13.05. No Waiver; Remedies Cumulative. No failure or delay on the part of the Administrative Agent, the Collateral Trustee, any Issuing Lender or any Lender in exercising any right, power or privilege hereunder or under any other Credit Document and no course of dealing between the Borrower or any other Credit Party and the Administrative Agent, the Collateral Trustee, any Issuing Lender or any Lender shall operate as a waiver thereof. No single or partial exercise of any right, power or privilege hereunder or under any other Credit Document preclude any other or further exercise thereof or the exercise of any other right, power or privilege hereunder or thereunder. The rights, powers and remedies herein or in any other Credit Document expressly provided are cumulative and not exclusive of any rights, powers or remedies which the Administrative Agent, the Collateral Trustee, any Issuing Lender or any Lender would otherwise have. No notice to or demand on any Credit Party in any case shall entitle any Credit Party to any other or further notice or demand in similar or other circumstances or constitute a waiver of the rights of the Administrative Agent, the Collateral Trustee, any Issuing Lender or any Lender to any other or further action in any circumstances without notice or demand.

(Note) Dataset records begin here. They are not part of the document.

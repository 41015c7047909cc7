//! Outgoing response sink.
//!
//! The [`Response`] is the write side of an [`Exchange`](crate::Exchange).
//! Middleware and handlers fill it in; the transport turns it into an HTTP
//! response once dispatch completes.
//!
//! # Lifecycle
//!
//! ```text
//! open ──write_head()──▶ headers sent ──end()──▶ finished
//!   └──────────────────────end()───────────────────▲
//! ```
//!
//! Headers may only change while the sink is open. Ending twice is ignored.

use bytes::Bytes;
use http::header::AsHeaderName;
use http::{HeaderMap, HeaderName, HeaderValue, StatusCode};
use http_body_util::Full;

use crate::error::{ExchangeError, ExchangeResult};

/// The HTTP response type handed back to the transport.
pub type HttpResponse = http::Response<Full<Bytes>>;

/// Writable response sink for one exchange.
///
/// # Example
///
/// ```
/// use hermes_core::Response;
/// use http::StatusCode;
///
/// let mut response = Response::new();
/// response.set_status(StatusCode::CREATED);
/// response.set_header("X-Custom-Header", "Middleware Applied").unwrap();
/// response.end("created");
///
/// assert!(response.is_finished());
/// assert_eq!(response.status(), StatusCode::CREATED);
/// assert_eq!(response.body().as_ref(), b"created");
/// ```
#[derive(Debug, Clone, PartialEq, Eq)]
pub struct Response {
    status: StatusCode,
    headers: HeaderMap,
    body: Bytes,
    headers_sent: bool,
    finished: bool,
}

impl Default for Response {
    fn default() -> Self {
        Self {
            status: StatusCode::OK,
            headers: HeaderMap::new(),
            body: Bytes::new(),
            headers_sent: false,
            finished: false,
        }
    }
}

impl Response {
    /// Creates an open response with status `200 OK` and no headers.
    #[must_use]
    pub fn new() -> Self {
        Self::default()
    }

    /// Returns the current status code.
    #[must_use]
    pub fn status(&self) -> StatusCode {
        self.status
    }

    /// Sets the status code.
    ///
    /// Has no effect once headers were sent.
    pub fn set_status(&mut self, status: StatusCode) -> &mut Self {
        if self.headers_sent {
            tracing::warn!(%status, "status change ignored, headers already sent");
        } else {
            self.status = status;
        }
        self
    }

    /// Sets a header, replacing any existing value with the same name.
    ///
    /// # Errors
    ///
    /// Returns [`ExchangeError::HeadersSent`] once headers were sent, or
    /// [`ExchangeError::InvalidHeader`] if the name or value is invalid.
    pub fn set_header<K, V>(&mut self, name: K, value: V) -> ExchangeResult<&mut Self>
    where
        HeaderName: TryFrom<K>,
        <HeaderName as TryFrom<K>>::Error: Into<http::Error>,
        HeaderValue: TryFrom<V>,
        <HeaderValue as TryFrom<V>>::Error: Into<http::Error>,
    {
        let (name, value) = convert_header(name, value)?;
        self.ensure_open()?;
        self.headers.insert(name, value);
        Ok(self)
    }

    /// Appends a header value, keeping existing values with the same name.
    ///
    /// # Errors
    ///
    /// Same as [`Response::set_header`].
    pub fn append_header<K, V>(&mut self, name: K, value: V) -> ExchangeResult<&mut Self>
    where
        HeaderName: TryFrom<K>,
        <HeaderName as TryFrom<K>>::Error: Into<http::Error>,
        HeaderValue: TryFrom<V>,
        <HeaderValue as TryFrom<V>>::Error: Into<http::Error>,
    {
        let (name, value) = convert_header(name, value)?;
        self.ensure_open()?;
        self.headers.append(name, value);
        Ok(self)
    }

    /// Removes a header.
    ///
    /// # Errors
    ///
    /// Returns [`ExchangeError::HeadersSent`] once headers were sent.
    pub fn remove_header(&mut self, name: impl AsHeaderName) -> ExchangeResult<Option<HeaderValue>> {
        self.ensure_open()?;
        Ok(self.headers.remove(name))
    }

    /// Writes the status line and headers in one step.
    ///
    /// The given headers are merged over any set earlier. After this call
    /// headers are considered sent and can no longer change.
    ///
    /// # Errors
    ///
    /// Returns [`ExchangeError::HeadersSent`] if headers were already sent.
    pub fn write_head<I>(&mut self, status: StatusCode, headers: I) -> ExchangeResult<&mut Self>
    where
        I: IntoIterator<Item = (HeaderName, HeaderValue)>,
    {
        self.ensure_open()?;
        self.status = status;
        for (name, value) in headers {
            self.headers.insert(name, value);
        }
        self.headers_sent = true;
        Ok(self)
    }

    /// Finalizes the response with the given body.
    ///
    /// Calling `end` on a finished response is ignored.
    pub fn end(&mut self, body: impl Into<Bytes>) {
        if self.finished {
            tracing::warn!("response already ended, extra body discarded");
            return;
        }
        self.body = body.into();
        self.headers_sent = true;
        self.finished = true;
    }

    /// Finalizes the response without a body.
    pub fn end_empty(&mut self) {
        self.end(Bytes::new());
    }

    /// Returns the headers written so far.
    #[must_use]
    pub fn headers(&self) -> &HeaderMap {
        &self.headers
    }

    /// Returns a header value as a string, if present and valid UTF-8.
    #[must_use]
    pub fn header_str(&self, name: impl AsHeaderName) -> Option<&str> {
        self.headers.get(name).and_then(|v| v.to_str().ok())
    }

    /// Returns the response body.
    #[must_use]
    pub fn body(&self) -> &Bytes {
        &self.body
    }

    /// Returns `true` once status and headers can no longer change.
    #[must_use]
    pub fn headers_sent(&self) -> bool {
        self.headers_sent
    }

    /// Returns `true` once [`Response::end`] was called.
    #[must_use]
    pub fn is_finished(&self) -> bool {
        self.finished
    }

    /// Converts the sink into an HTTP response for the transport.
    #[must_use]
    pub fn into_http(self) -> HttpResponse {
        let mut response = http::Response::new(Full::new(self.body));
        *response.status_mut() = self.status;
        *response.headers_mut() = self.headers;
        response
    }

    fn ensure_open(&self) -> ExchangeResult<()> {
        if self.headers_sent {
            Err(ExchangeError::HeadersSent)
        } else {
            Ok(())
        }
    }
}

fn convert_header<K, V>(name: K, value: V) -> ExchangeResult<(HeaderName, HeaderValue)>
where
    HeaderName: TryFrom<K>,
    <HeaderName as TryFrom<K>>::Error: Into<http::Error>,
    HeaderValue: TryFrom<V>,
    <HeaderValue as TryFrom<V>>::Error: Into<http::Error>,
{
    let name = HeaderName::try_from(name).map_err(|e| ExchangeError::InvalidHeader(e.into()))?;
    let value = HeaderValue::try_from(value).map_err(|e| ExchangeError::InvalidHeader(e.into()))?;
    Ok((name, value))
}
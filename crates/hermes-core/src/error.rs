//! Error types for response writing.

use thiserror::Error;

/// Result type alias using [`ExchangeError`].
pub type ExchangeResult<T> = Result<T, ExchangeError>;

/// Errors raised by the [`Response`](crate::Response) sink.
///
/// These are programming errors in user code (writing after the response
/// was finalized, or passing an invalid header). The framework never
/// raises them on its own dispatch path.
#[derive(Error, Debug)]
pub enum ExchangeError {
    /// Status or headers were modified after the response was ended.
    #[error("cannot modify headers after the response has been ended")]
    HeadersSent,

    /// A header name or value could not be converted.
    #[error("invalid header: {0}")]
    InvalidHeader(#[from] http::Error),
}

#[cfg(test)]
mod tests {
    use super::*;

    #[test]
    fn test_error_display() {
        let err = ExchangeError::HeadersSent;
        assert_eq!(
            err.to_string(),
            "cannot modify headers after the response has been ended"
        );
    }

    #[test]
    fn test_invalid_header_from_http_error() {
        let http_err: http::Error = http::header::HeaderName::from_bytes(b"bad header")
            .unwrap_err()
            .into();
        let err = ExchangeError::from(http_err);
        assert!(err.to_string().starts_with("invalid header"));
    }
}
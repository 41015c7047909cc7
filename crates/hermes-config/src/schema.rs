//! Configuration schema types.
//!
//! This module defines the structure of all configuration sections.

use serde::{Deserialize, Serialize};

/// Server configuration section.
///
/// # Example
///
/// ```
/// use hermes_config::ServerSettings;
///
/// let settings = ServerSettings {
///     http_addr: "127.0.0.1:3000".to_string(),
///     ..Default::default()
/// };
/// assert_eq!(settings.shutdown_timeout_secs, 30);
/// ```
#[derive(Debug, Clone, Serialize, Deserialize, PartialEq, Eq)]
#[serde(deny_unknown_fields)]
pub struct ServerSettings {
    /// HTTP server bind address (e.g., "0.0.0.0:8080").
    #[serde(default = "default_http_addr")]
    pub http_addr: String,

    /// Graceful shutdown timeout in seconds.
    #[serde(default = "default_shutdown_timeout")]
    pub shutdown_timeout_secs: u64,

    /// Keep HTTP/1.1 connections open between requests.
    #[serde(default = "default_true")]
    pub keep_alive: bool,
}

impl Default for ServerSettings {
    fn default() -> Self {
        Self {
            http_addr: default_http_addr(),
            shutdown_timeout_secs: default_shutdown_timeout(),
            keep_alive: true,
        }
    }
}

fn default_http_addr() -> String {
    "0.0.0.0:8080".to_string()
}

fn default_shutdown_timeout() -> u64 {
    30
}

/// Log format.
#[derive(Debug, Clone, Copy, Serialize, Deserialize, PartialEq, Eq, Default)]
#[serde(rename_all = "lowercase")]
pub enum LogFormat {
    /// JSON formatted logs (production).
    #[default]
    Json,
    /// Human-readable pretty format (development).
    Pretty,
}

/// Logging configuration section.
#[derive(Debug, Clone, Serialize, Deserialize, PartialEq, Eq)]
#[serde(deny_unknown_fields)]
pub struct LoggingSettings {
    /// Enable logging.
    #[serde(default = "default_true")]
    pub enabled: bool,

    /// Log level or filter directive (e.g. "info", "hermes_server=debug").
    #[serde(default = "default_log_level")]
    pub level: String,

    /// Log output format.
    #[serde(default)]
    pub format: LogFormat,

    /// Include ANSI color codes in output.
    #[serde(default)]
    pub ansi_enabled: bool,

    /// Include source file and line in logs.
    #[serde(default)]
    pub include_location: bool,
}

impl Default for LoggingSettings {
    fn default() -> Self {
        Self {
            enabled: true,
            level: default_log_level(),
            format: LogFormat::default(),
            ansi_enabled: false,
            include_location: false,
        }
    }
}

fn default_log_level() -> String {
    "info".to_string()
}

/// Metrics configuration section.
#[derive(Debug, Clone, Serialize, Deserialize, PartialEq)]
#[serde(deny_unknown_fields)]
pub struct MetricsSettings {
    /// Install the Prometheus exporter.
    #[serde(default)]
    pub enabled: bool,

    /// Prometheus scrape endpoint address.
    #[serde(default = "default_metrics_addr")]
    pub addr: String,

    /// Histogram bucket boundaries for request duration, in seconds.
    #[serde(default = "default_histogram_buckets")]
    pub histogram_buckets: Vec<f64>,
}

impl Default for MetricsSettings {
    fn default() -> Self {
        Self {
            enabled: false,
            addr: default_metrics_addr(),
            histogram_buckets: default_histogram_buckets(),
        }
    }
}

fn default_metrics_addr() -> String {
    "0.0.0.0:9090".to_string()
}

fn default_histogram_buckets() -> Vec<f64> {
    vec![
        0.001, 0.005, 0.01, 0.025, 0.05, 0.1, 0.25, 0.5, 1.0, 2.5, 5.0, 10.0,
    ]
}

const fn default_true() -> bool {
    true
}
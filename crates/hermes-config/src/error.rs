//! Configuration error types.

use std::path::PathBuf;
use thiserror::Error;

/// Errors that can occur during configuration loading.
#[derive(Error, Debug)]
pub enum ConfigError {
    /// Configuration file not found.
    #[error("configuration file not found: {path}")]
    FileNotFound {
        /// Path to the missing file.
        path: PathBuf,
    },

    /// Failed to read configuration file.
    #[error("failed to read configuration file: {path}")]
    ReadError {
        /// Path to the file.
        path: PathBuf,
        /// Underlying error.
        #[source]
        source: std::io::Error,
    },

    /// TOML parsing error, including unknown fields.
    #[error("failed to parse TOML configuration: {0}")]
    TomlError(#[from] toml::de::Error),

    /// JSON parsing error, including unknown fields.
    #[error("failed to parse JSON configuration: {0}")]
    JsonError(#[from] serde_json::Error),

    /// Unsupported file or string format.
    #[error("unsupported configuration format: {0}")]
    UnsupportedFormat(String),

    /// Invalid configuration value.
    #[error("invalid configuration value for {field}: {reason}")]
    InvalidValue {
        /// The field with the invalid value.
        field: String,
        /// Explanation of why the value is invalid.
        reason: String,
    },

    /// Environment variable parsing error.
    #[error("failed to parse environment variable {var}: {reason}")]
    EnvParseError {
        /// The environment variable name.
        var: String,
        /// Explanation of the parsing error.
        reason: String,
    },
}

impl ConfigError {
    /// Create a new file not found error.
    pub fn file_not_found(path: impl Into<PathBuf>) -> Self {
        Self::FileNotFound { path: path.into() }
    }

    /// Create a new read error.
    pub fn read_error(path: impl Into<PathBuf>, source: std::io::Error) -> Self {
        Self::ReadError {
            path: path.into(),
            source,
        }
    }

    /// Create a new invalid value error.
    pub fn invalid_value(field: impl Into<String>, reason: impl Into<String>) -> Self {
        Self::InvalidValue {
            field: field.into(),
            reason: reason.into(),
        }
    }

    /// Create a new environment variable parse error.
    pub fn env_parse_error(var: impl Into<String>, reason: impl Into<String>) -> Self {
        Self::EnvParseError {
            var: var.into(),
            reason: reason.into(),
        }
    }
}

#[cfg(test)]
mod tests {
    use super::*;

    #[test]
    fn test_file_not_found_error() {
        let err = ConfigError::file_not_found("/path/to/config.toml");
        assert!(err.to_string().contains("/path/to/config.toml"));
    }

    #[test]
    fn test_read_error_keeps_source() {
        let io = std::io::Error::new(std::io::ErrorKind::PermissionDenied, "denied");
        let err = ConfigError::read_error("/etc/hermes.toml", io);
        assert!(std::error::Error::source(&err).is_some());
    }

    #[test]
    fn test_invalid_value_error() {
        let err = ConfigError::invalid_value("http_addr", "not a valid address");
        assert!(err.to_string().contains("http_addr"));
        assert!(err.to_string().contains("not a valid address"));
    }

    #[test]
    fn test_env_parse_error() {
        let err = ConfigError::env_parse_error("HERMES__SERVER__SHUTDOWN_TIMEOUT_SECS", "expected integer");
        assert!(err.to_string().contains("HERMES__SERVER__SHUTDOWN_TIMEOUT_SECS"));
        assert!(err.to_string().contains("expected integer"));
    }
}
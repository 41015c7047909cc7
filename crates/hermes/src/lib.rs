//! # Hermes
//!
//! **A minimal async HTTP framework**
//!
//! Hermes dispatches each request through an ordered middleware chain and
//! then an exact-match route table:
//!
//! - **Exact routing**: one handler per `(method, request-target)` pair, no
//!   patterns, no query parsing
//! - **Forward-only middleware**: each entry either proceeds or ends the
//!   exchange
//! - **Fixed fallbacks**: `400 Bad Request` when method or url is missing,
//!   `404 Not Found` when nothing matches
//!
//! ## Quick Start
//!
//! ```rust,ignore
//! use hermes::prelude::*;
//!
//! #[tokio::main]
//! async fn main() -> Result<(), ServerError> {
//!     let mut server = Server::new();
//!     server
//!         .use_middleware(RequestLogger::new())
//!         .get("/", handler_fn(|_req: &Request, res: &mut Response| {
//!             res.end("Hello from Hermes");
//!         }));
//!
//!     server.listen(3000).await
//! }
//! ```
//!
//! ## Architecture
//!
//! ```text
//! transport ─► Server::handle_request
//!                 │
//!                 ├─► MiddlewareChain   (position 0..n, halt or proceed)
//!                 │
//!                 └─► RouteTable        (handler │ 400 │ 404)
//! ```
//!
//! ## Crate Structure
//!
//! | Crate | Contents |
//! |-------|----------|
//! | [`core`] | `Request`, `Response`, `Exchange`, `Handler` |
//! | [`router`] | `RouteTable`, `Route` |
//! | [`middleware`] | `Middleware`, `Next`, `Flow`, `MiddlewareChain`, built-in stages |
//! | [`server`] | `Server`, transport, graceful shutdown |
//! | [`config`] | layered TOML/JSON/env configuration |
//! | [`telemetry`] | logging and Prometheus metrics |

#![doc(html_root_url = "https://docs.rs/hermes/0.1.0")]
#![warn(missing_docs)]
#![forbid(unsafe_code)]

pub use hermes_config as config;
pub use hermes_core as core;
pub use hermes_middleware as middleware;
pub use hermes_router as router;
pub use hermes_server as server;
pub use hermes_telemetry as telemetry;

/// Prelude module for convenient imports.
///
/// ```rust,ignore
/// use hermes::prelude::*;
/// ```
pub mod prelude {
    pub use hermes_config::{ConfigLoader, HermesConfig};
    pub use hermes_core::{
        async_handler, handler_fn, BoxFuture, Handler, Request, RequestId, Response,
    };
    pub use hermes_middleware::stages::{RequestIdMiddleware, RequestLogger};
    pub use hermes_middleware::{async_middleware, middleware_fn, Flow, Middleware, Next};
    pub use hermes_server::{Server, ServerConfig, ServerError, ShutdownSignal};
    pub use hermes_telemetry::{init_telemetry, TelemetryConfig};
}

13.06. Payments Pro Rata. (a) Except as otherwise provided in this Agreement, the Administrative Agent agrees that promptly after its receipt of each payment from or on behalf of the Borrower in respect of any Obligations hereunder, the Administrative Agent shall distribute such payment to the Lenders entitled thereto (other than any Lender that has consented in writing to waive its pro rata share of any such payment) pro rata based upon their respective shares, if any, of the Obligations with respect to which such payment was received.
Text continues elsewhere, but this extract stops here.